Despite all the time with Scarlett, the word vampires sounded gaudy and ridiculous coming from Glory. But she’d said it all the same.
Jesse’s eyes boggled. “Uh...how did...?”
“I’ll take that as a yes.” Glory sighed, going back to sit down at her desk. “About seven, eight years ago, I was doing evidence on a homicide case where the victim was a teenage boy with two bite marks in his neck. The techs at the scene figured they were superficial; the kid was into playing cowboys and vampires, but the city morgue was backed up and the body came here for autopsy. It happens. They told us it would be hours until the ME could get here, so I happened to be alone here with the body when I got a visitor. Said his name was Dashiell.”
Jesse took a sharp breath. “He’s a really big deal, apparently.”
“Apparently. Anyway, he told me that vampires were real and the teenager was probably going to rise from the dead, and if I didn’t want to die, too, I should help him. Naturally, I went to the phone to call security, but he got there first. Just appeared on the other side of the room. He offered me a deal. If I went about my other work for an hour and nothing happened, I could call in the National Guard, for all he cared. But if it did, he said that I would want him there. And twenty minutes later...Well, he was right. I wanted him there.”

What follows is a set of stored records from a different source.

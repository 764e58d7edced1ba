//! Relay pairing table
//!
//! Relates an inbound (client-facing) socket to its outbound socket. Both
//! sides are keys into the same map, and removing either removes both.

use crate::socks::transport::SocketId;
use std::collections::HashMap;

/// Symmetric one-to-one mapping between socket ids
#[derive(Debug, Default)]
pub struct PairingTable {
    peers: HashMap<SocketId, SocketId>,
}

impl PairingTable {
    /// Create an empty table
    pub fn new() -> Self {
        PairingTable::default()
    }

    /// Pair `a` with `b`; refused when either is already paired or `a == b`
    pub fn insert(&mut self, a: SocketId, b: SocketId) -> bool {
        if a == b || self.peers.contains_key(&a) || self.peers.contains_key(&b) {
            return false;
        }
        self.peers.insert(a, b);
        self.peers.insert(b, a);
        true
    }

    /// The socket paired with `id`
    pub fn peer_of(&self, id: SocketId) -> Option<SocketId> {
        self.peers.get(&id).copied()
    }

    /// Whether `id` is paired
    pub fn contains(&self, id: SocketId) -> bool {
        self.peers.contains_key(&id)
    }

    /// Remove the pairing containing `id`, returning the other side
    pub fn remove(&mut self, id: SocketId) -> Option<SocketId> {
        let peer = self.peers.remove(&id)?;
        // A half-pair would mean the table is corrupted; drop it either way
        if self.peers.get(&peer) == Some(&id) {
            self.peers.remove(&peer);
        }
        Some(peer)
    }

    /// Number of pairings
    pub fn len(&self) -> usize {
        self.peers.len() / 2
    }

    /// Whether the table holds no pairings
    pub fn is_empty(&self) -> bool {
        self.peers.is_empty()
    }
}

#[cfg(test)]
mod tests {
    use super::*;

    #[test]
    fn test_insert_is_symmetric() {
        let mut table = PairingTable::new();
        assert!(table.insert(SocketId(1), SocketId(2)));
        assert_eq!(table.peer_of(SocketId(1)), Some(SocketId(2)));
        assert_eq!(table.peer_of(SocketId(2)), Some(SocketId(1)));
        assert_eq!(table.len(), 1);
    }

    #[test]
    fn test_insert_refuses_second_pairing() {
        let mut table = PairingTable::new();
        assert!(table.insert(SocketId(1), SocketId(2)));
        assert!(!table.insert(SocketId(1), SocketId(3)));
        assert!(!table.insert(SocketId(4), SocketId(2)));
        assert!(!table.insert(SocketId(5), SocketId(5)));
        assert_eq!(table.len(), 1);
    }

    #[test]
    fn test_remove_either_side_removes_both() {
        let mut table = PairingTable::new();
        table.insert(SocketId(1), SocketId(2));
        table.insert(SocketId(3), SocketId(4));

        assert_eq!(table.remove(SocketId(2)), Some(SocketId(1)));
        assert!(!table.contains(SocketId(1)));
        assert!(!table.contains(SocketId(2)));
        assert_eq!(table.len(), 1);

        assert_eq!(table.remove(SocketId(2)), None);
        assert_eq!(table.remove(SocketId(3)), Some(SocketId(4)));
        assert!(table.is_empty());
    }
}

Glory’s chin was trembling, and Jesse reached across the desk to touch her hand. She squeezed his briefly and let go, scooting back in her chair. “I’d never seen anything like it, and I hope I never do again. Anyway, Dashiell said it might be useful to have someone like me know the truth, but I had to stay quiet. Before I could even respond to that, he asked me how Rob and Natalie were doing. He used their names, Jesse. He knew that Rob was in fourth grade, and Natalie in kindergarten. That was pretty much all I had to hear.”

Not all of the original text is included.